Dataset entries
>>>

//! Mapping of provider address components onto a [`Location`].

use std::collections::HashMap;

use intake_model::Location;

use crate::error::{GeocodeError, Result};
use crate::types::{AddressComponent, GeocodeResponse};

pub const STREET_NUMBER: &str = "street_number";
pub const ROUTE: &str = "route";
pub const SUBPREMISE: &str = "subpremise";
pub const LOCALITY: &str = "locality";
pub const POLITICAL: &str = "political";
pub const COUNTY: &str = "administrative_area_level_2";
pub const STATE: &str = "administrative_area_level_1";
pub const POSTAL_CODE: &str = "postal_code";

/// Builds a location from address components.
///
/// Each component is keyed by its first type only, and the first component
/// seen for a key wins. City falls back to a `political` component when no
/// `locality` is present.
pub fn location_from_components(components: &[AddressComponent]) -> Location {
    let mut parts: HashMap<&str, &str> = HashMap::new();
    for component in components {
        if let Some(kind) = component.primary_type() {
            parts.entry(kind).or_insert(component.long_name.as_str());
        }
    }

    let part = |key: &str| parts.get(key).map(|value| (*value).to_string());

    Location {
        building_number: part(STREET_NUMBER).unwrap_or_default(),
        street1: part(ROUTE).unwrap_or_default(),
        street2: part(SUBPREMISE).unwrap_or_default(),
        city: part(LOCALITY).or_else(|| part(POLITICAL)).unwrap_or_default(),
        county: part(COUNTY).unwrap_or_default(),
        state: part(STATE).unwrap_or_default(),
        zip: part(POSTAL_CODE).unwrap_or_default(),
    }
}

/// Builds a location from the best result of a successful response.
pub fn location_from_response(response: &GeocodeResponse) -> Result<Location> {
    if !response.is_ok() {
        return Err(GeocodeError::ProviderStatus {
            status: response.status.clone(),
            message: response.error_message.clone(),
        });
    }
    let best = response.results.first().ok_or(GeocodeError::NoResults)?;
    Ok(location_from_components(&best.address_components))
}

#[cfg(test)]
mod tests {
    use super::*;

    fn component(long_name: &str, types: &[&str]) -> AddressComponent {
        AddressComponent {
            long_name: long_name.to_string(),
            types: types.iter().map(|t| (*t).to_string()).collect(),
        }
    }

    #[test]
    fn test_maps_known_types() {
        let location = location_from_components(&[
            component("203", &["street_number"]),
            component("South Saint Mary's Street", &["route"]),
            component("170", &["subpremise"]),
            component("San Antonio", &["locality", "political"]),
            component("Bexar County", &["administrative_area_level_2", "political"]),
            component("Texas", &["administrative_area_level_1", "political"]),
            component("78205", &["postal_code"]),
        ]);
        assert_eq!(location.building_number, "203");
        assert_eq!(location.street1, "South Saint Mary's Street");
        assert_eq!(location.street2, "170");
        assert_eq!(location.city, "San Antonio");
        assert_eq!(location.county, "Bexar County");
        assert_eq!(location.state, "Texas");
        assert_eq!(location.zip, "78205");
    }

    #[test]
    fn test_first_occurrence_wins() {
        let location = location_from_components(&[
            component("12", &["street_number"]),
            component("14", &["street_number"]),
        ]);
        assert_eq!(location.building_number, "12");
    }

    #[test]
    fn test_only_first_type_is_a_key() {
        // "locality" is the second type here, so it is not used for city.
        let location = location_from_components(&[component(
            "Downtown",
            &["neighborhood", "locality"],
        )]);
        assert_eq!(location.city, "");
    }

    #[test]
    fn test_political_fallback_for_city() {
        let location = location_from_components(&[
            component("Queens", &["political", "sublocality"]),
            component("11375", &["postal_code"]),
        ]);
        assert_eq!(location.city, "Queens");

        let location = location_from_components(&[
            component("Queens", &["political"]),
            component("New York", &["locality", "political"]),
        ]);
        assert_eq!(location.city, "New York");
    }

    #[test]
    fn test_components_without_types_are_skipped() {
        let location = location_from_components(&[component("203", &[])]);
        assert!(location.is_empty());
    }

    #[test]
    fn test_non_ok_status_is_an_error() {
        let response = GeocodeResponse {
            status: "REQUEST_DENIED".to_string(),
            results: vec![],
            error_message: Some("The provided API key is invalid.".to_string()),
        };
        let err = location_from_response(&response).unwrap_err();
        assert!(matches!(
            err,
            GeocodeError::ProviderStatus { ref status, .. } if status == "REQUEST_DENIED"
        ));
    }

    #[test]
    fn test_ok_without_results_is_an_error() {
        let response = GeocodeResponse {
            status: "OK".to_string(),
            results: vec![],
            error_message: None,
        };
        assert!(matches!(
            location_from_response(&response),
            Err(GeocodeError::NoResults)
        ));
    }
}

<<<
>>>

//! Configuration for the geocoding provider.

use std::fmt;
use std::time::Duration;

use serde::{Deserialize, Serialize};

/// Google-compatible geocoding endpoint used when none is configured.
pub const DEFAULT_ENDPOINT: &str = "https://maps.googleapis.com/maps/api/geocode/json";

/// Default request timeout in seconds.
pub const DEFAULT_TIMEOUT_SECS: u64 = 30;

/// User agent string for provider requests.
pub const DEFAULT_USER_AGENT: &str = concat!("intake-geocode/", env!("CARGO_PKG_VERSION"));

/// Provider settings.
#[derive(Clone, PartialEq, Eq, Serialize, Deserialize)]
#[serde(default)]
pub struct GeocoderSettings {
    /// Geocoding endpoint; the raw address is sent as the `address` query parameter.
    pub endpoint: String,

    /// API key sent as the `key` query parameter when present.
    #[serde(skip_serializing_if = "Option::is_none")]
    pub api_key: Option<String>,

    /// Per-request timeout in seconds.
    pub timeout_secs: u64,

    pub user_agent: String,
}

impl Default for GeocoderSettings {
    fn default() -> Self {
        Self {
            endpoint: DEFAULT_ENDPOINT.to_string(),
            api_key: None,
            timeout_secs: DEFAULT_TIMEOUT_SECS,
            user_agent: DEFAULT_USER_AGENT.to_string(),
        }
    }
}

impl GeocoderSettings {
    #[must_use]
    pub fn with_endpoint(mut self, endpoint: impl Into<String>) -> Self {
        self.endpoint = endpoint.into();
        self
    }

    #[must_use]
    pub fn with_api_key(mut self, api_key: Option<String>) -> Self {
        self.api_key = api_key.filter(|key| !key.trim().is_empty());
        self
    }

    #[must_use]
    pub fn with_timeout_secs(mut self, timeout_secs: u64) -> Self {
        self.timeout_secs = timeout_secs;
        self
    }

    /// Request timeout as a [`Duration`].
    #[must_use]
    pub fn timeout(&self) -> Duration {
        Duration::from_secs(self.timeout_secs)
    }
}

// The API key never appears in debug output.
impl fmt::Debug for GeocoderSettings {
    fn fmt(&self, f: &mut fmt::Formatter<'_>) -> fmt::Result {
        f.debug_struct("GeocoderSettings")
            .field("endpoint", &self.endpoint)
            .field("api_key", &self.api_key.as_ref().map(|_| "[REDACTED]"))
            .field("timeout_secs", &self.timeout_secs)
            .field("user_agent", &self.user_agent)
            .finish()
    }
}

<<<

## Exercise goal
All lines of the data above that include the word "parameter" must be shown.

## Task response
    /// Geocoding endpoint; the raw address is sent as the `address` query parameter.
    /// API key sent as the `key` query parameter when present.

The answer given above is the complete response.